TASK OBJECTIVE:
Your answer is to be the count alone: the number of lines in the data below where "RecognitionResult" appears.

Recorded data
********

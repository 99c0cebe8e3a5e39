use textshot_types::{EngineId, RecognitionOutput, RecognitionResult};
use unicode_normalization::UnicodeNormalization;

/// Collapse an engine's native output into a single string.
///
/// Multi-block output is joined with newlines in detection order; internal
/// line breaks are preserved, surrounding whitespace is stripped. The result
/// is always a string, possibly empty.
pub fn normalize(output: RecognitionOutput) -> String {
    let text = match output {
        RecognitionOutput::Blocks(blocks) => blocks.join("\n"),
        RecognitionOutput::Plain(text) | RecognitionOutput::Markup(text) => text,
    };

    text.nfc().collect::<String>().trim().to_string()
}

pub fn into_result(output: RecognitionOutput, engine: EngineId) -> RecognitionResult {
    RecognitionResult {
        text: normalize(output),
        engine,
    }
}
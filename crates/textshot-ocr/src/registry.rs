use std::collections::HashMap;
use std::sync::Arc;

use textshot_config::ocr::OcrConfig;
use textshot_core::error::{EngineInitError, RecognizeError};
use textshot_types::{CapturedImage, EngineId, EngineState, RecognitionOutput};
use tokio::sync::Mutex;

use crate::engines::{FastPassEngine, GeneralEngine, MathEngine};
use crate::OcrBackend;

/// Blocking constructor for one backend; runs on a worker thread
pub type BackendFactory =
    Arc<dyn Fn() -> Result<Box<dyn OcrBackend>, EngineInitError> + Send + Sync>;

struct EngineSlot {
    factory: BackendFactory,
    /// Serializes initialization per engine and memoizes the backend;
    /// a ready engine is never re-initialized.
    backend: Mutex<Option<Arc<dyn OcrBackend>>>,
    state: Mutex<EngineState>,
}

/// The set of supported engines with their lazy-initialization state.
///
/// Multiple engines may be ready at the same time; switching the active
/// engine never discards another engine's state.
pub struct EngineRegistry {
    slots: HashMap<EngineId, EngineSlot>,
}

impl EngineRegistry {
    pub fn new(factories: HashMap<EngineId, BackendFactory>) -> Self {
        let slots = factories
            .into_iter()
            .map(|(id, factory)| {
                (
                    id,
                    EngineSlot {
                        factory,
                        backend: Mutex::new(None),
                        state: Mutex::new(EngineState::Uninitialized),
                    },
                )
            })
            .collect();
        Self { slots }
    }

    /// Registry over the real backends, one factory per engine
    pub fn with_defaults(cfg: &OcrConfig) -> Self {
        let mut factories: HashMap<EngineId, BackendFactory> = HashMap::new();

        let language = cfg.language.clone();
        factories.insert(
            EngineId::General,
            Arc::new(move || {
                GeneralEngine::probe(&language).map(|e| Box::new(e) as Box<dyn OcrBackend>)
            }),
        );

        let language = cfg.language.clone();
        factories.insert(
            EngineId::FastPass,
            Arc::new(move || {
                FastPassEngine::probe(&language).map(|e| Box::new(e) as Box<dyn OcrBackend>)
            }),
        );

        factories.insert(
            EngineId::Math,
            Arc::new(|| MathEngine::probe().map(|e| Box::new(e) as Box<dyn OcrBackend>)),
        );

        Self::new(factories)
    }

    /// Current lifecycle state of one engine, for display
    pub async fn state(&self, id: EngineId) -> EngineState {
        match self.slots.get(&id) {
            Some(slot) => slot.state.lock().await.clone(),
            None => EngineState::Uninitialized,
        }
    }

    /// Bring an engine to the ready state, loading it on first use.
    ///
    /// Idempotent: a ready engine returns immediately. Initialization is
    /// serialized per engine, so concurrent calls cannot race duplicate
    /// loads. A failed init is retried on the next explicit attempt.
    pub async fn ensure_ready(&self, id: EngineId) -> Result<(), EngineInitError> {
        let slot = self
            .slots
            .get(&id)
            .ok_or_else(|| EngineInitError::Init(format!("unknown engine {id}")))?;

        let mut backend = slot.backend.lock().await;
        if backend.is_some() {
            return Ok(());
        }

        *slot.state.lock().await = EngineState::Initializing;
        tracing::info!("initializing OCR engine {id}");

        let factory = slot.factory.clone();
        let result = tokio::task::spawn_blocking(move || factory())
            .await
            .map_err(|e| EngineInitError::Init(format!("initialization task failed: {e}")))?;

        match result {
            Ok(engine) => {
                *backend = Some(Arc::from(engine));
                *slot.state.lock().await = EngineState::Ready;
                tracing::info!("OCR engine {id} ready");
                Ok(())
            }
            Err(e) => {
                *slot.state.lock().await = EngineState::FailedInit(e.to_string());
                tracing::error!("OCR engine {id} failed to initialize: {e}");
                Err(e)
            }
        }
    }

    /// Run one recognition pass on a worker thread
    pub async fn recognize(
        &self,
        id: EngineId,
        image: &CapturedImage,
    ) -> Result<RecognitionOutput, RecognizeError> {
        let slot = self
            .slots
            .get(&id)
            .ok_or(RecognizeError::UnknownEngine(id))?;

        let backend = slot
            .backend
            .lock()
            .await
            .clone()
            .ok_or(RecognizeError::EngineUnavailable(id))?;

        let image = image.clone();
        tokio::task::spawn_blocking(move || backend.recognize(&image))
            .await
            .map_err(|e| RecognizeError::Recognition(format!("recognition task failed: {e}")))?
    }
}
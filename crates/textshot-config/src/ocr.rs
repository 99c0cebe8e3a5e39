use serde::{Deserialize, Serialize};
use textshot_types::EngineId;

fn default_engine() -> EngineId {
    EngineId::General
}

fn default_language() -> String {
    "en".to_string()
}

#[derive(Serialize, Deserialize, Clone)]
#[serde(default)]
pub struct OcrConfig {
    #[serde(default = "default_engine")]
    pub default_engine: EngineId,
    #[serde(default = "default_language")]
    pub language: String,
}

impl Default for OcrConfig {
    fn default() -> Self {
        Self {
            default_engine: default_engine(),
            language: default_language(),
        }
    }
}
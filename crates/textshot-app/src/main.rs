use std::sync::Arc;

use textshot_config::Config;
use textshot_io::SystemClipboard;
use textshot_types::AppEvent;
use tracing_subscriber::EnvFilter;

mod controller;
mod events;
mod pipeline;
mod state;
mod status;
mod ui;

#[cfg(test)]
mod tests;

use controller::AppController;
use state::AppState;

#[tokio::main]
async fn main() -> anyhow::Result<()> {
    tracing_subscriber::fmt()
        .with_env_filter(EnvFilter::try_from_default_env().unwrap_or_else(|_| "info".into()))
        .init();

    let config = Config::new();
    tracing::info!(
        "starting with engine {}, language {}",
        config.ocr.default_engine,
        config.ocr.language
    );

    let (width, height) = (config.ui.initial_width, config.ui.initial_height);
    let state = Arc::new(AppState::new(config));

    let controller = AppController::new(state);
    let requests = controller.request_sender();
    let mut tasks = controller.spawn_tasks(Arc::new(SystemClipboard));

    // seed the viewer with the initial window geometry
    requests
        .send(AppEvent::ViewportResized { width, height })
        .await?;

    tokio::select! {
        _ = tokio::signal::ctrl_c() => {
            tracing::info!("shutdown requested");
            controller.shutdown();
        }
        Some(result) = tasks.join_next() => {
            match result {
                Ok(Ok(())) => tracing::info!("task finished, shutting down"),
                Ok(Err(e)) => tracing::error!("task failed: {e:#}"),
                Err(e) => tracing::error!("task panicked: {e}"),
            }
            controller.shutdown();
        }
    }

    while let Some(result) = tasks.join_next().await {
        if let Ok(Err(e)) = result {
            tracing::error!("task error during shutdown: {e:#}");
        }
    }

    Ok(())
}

********

SOLUTION TO THE EXERCISE:
3